◆ Dataset records
********

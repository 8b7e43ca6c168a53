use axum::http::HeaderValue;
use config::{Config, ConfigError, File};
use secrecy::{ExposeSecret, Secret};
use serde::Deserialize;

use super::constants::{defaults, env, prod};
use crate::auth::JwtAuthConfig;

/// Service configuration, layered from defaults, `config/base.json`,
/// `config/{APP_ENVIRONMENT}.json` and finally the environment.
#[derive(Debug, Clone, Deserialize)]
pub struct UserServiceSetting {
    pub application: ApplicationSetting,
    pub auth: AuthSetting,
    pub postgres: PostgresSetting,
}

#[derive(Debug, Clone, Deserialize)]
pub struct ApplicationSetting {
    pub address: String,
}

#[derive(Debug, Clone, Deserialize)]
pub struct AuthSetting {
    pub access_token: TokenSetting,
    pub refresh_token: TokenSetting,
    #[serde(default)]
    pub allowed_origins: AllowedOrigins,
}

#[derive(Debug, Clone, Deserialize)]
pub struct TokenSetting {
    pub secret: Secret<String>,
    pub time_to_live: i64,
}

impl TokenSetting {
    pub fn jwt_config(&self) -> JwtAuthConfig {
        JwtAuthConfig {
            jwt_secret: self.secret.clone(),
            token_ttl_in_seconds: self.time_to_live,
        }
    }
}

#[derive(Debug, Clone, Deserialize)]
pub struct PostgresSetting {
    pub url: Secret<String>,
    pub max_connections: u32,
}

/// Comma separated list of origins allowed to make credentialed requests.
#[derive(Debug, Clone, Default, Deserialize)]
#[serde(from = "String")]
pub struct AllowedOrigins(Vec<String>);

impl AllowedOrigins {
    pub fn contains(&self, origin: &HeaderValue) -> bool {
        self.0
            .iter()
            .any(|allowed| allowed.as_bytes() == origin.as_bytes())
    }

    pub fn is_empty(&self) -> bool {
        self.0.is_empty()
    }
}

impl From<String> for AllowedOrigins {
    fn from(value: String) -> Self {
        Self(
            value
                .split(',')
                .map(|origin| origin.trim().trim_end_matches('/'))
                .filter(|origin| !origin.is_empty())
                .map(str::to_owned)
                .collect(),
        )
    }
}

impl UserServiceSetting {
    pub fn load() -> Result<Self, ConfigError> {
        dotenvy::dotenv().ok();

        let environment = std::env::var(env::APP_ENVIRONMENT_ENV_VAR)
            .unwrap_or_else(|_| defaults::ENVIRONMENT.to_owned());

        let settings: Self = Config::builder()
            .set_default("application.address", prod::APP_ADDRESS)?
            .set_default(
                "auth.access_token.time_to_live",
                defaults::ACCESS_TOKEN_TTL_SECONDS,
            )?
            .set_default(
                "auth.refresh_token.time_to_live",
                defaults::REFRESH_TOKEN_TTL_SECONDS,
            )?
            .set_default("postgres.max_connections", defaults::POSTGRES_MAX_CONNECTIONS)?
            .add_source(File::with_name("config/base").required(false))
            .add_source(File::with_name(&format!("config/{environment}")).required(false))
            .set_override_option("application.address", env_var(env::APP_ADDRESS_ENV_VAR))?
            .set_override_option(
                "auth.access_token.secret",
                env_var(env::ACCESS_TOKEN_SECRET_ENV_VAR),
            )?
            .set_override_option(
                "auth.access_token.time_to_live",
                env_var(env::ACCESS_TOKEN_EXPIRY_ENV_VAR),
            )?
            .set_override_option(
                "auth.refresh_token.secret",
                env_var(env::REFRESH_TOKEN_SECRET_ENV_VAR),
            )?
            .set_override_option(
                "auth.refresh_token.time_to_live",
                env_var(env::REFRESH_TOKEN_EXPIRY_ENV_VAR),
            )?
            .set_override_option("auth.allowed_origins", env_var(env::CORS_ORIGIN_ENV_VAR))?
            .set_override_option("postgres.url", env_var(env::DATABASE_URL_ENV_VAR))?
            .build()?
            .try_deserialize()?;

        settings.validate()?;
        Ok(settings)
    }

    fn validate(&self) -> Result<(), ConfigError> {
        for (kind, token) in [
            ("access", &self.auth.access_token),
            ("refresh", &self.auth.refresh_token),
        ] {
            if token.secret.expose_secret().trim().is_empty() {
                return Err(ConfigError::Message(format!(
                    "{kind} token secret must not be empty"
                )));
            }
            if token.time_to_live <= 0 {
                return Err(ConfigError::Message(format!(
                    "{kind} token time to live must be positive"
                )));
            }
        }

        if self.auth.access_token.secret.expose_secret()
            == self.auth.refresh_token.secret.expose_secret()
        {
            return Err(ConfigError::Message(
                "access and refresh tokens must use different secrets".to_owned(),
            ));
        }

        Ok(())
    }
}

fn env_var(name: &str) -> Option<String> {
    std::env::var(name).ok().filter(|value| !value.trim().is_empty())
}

********

◆ Activity
Return every line above where "bool" appears.

◆ Answer to the problem
    pub fn contains(&self, origin: &HeaderValue) -> bool {
    pub fn is_empty(&self) -> bool {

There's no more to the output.